Data provided.
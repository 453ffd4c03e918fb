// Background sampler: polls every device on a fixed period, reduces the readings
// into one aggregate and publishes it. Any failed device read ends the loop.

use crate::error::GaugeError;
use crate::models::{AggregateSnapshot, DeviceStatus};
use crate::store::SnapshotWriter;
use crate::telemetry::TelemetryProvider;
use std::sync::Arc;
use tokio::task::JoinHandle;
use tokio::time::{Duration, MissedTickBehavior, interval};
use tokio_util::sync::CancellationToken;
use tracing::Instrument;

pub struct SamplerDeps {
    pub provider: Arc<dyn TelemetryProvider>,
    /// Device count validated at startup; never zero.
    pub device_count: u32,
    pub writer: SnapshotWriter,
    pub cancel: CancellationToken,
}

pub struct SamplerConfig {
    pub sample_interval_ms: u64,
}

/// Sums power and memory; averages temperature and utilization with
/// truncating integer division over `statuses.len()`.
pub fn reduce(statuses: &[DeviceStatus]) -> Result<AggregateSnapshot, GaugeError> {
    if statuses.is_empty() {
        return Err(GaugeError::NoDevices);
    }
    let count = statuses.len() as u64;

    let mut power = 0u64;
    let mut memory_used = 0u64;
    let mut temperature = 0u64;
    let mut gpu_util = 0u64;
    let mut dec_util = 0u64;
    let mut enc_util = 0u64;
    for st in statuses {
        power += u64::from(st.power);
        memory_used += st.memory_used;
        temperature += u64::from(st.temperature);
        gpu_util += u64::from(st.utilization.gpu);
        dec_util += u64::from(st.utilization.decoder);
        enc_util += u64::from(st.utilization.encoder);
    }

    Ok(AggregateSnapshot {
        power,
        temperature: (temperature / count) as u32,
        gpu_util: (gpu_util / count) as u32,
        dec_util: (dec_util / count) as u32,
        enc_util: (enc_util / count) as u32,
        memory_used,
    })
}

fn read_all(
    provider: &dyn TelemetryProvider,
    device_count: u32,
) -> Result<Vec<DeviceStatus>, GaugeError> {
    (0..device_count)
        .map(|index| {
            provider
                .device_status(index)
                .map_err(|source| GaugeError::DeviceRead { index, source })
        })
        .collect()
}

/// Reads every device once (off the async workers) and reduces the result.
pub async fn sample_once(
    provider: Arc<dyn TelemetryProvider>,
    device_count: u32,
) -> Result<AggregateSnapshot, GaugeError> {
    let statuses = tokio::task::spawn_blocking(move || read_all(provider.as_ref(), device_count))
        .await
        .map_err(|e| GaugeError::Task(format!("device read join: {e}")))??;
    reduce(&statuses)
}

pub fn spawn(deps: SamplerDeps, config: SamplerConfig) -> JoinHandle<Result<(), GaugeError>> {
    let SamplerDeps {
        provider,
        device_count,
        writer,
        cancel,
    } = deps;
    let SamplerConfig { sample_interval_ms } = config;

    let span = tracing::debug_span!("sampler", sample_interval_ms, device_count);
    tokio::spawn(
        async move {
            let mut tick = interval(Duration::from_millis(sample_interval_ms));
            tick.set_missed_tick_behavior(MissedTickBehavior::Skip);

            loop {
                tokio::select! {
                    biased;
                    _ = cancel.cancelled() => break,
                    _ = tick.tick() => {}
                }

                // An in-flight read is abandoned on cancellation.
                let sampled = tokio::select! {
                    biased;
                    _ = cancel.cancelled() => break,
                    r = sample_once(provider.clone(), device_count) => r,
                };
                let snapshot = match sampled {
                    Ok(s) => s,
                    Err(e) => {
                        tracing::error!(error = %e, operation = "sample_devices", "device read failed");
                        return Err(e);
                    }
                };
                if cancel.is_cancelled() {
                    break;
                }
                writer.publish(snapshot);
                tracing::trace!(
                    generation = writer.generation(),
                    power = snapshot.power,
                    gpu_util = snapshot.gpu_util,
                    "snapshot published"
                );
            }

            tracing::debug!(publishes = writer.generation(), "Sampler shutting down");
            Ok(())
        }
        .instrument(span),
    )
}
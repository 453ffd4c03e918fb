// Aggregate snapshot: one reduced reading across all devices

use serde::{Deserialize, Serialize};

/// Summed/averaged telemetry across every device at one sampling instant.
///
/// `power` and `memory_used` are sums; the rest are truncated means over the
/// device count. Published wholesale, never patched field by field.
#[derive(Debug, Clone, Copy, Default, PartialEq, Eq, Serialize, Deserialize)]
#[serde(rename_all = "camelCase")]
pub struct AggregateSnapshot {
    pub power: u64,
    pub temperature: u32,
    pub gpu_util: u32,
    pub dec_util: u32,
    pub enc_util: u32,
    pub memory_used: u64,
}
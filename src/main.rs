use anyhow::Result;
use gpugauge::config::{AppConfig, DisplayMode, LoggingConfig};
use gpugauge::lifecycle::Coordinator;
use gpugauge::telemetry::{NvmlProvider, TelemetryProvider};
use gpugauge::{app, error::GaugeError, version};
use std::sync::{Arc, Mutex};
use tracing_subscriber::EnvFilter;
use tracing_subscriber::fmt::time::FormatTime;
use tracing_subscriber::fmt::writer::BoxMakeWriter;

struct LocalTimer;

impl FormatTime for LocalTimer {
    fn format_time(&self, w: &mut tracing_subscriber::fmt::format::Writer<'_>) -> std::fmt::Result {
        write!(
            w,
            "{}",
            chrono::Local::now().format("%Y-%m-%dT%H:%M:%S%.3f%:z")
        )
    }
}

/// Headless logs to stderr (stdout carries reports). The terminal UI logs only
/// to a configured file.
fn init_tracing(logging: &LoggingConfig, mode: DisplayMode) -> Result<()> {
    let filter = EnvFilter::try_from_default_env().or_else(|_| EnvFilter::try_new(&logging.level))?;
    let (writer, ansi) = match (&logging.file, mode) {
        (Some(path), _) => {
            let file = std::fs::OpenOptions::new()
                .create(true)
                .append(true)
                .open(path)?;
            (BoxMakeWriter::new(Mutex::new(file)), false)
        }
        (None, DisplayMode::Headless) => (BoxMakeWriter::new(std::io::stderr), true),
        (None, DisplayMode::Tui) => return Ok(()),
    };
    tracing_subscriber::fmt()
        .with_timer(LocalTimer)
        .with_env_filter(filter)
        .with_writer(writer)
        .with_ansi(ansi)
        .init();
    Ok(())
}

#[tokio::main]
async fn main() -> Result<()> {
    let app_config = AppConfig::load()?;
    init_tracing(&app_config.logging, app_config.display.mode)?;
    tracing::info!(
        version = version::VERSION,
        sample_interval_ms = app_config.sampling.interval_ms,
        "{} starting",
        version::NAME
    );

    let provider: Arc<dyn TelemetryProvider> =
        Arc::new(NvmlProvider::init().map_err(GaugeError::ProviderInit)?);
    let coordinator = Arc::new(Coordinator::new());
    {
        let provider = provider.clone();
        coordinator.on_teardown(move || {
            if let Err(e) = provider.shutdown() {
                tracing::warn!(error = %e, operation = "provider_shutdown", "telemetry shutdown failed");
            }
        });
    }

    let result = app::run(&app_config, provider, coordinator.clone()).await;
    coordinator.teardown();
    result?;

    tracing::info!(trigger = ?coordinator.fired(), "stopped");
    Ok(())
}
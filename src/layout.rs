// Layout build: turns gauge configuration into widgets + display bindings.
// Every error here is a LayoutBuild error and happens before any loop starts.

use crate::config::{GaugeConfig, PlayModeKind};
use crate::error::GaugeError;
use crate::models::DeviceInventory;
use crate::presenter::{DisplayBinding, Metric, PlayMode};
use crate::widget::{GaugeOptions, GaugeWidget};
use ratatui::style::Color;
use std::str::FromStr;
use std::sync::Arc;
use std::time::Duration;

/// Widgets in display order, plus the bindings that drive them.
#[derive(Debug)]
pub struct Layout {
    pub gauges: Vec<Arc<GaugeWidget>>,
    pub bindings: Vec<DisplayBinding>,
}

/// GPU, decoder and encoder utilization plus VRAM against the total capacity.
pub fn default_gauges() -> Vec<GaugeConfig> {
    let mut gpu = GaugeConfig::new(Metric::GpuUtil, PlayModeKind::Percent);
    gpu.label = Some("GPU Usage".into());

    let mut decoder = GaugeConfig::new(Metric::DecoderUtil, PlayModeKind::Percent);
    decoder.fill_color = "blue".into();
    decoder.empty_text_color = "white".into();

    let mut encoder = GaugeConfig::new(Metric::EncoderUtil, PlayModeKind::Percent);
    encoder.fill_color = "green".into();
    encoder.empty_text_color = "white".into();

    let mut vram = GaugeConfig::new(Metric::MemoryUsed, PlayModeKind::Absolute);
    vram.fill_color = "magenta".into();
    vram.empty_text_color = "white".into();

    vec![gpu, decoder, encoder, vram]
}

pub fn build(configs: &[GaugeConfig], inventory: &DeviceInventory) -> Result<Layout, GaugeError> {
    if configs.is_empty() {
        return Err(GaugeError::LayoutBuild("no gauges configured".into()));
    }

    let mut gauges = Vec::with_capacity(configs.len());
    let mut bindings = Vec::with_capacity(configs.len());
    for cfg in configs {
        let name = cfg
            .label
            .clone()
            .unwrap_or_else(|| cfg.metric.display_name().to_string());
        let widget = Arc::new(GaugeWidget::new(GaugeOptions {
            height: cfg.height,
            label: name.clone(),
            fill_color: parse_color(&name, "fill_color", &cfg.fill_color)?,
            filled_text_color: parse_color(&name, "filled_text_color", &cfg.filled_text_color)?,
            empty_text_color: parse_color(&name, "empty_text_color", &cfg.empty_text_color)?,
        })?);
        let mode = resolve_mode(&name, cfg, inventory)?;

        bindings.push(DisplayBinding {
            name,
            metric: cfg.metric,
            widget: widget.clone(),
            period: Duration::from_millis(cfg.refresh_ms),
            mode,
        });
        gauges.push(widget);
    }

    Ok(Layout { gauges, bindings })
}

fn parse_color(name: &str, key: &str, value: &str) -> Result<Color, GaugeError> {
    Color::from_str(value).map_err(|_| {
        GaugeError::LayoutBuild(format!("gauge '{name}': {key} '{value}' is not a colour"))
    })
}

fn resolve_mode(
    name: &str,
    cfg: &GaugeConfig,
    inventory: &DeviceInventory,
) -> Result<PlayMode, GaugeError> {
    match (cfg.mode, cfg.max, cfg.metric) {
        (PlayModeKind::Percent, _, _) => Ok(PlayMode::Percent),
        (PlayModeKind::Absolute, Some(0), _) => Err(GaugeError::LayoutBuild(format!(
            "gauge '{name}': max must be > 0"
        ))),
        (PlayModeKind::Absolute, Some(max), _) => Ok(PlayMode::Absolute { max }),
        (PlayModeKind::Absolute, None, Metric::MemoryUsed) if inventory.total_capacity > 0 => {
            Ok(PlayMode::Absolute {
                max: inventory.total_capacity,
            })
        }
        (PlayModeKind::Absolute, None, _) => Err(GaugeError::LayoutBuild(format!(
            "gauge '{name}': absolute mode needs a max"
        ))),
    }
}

What is needed.
Search the entries for the string "gpugauge" and collect each line that has it.

Solution to this problem.
use gpugauge::config::{AppConfig, DisplayMode, LoggingConfig};
use gpugauge::lifecycle::Coordinator;
use gpugauge::telemetry::{NvmlProvider, TelemetryProvider};
use gpugauge::{app, error::GaugeError, version};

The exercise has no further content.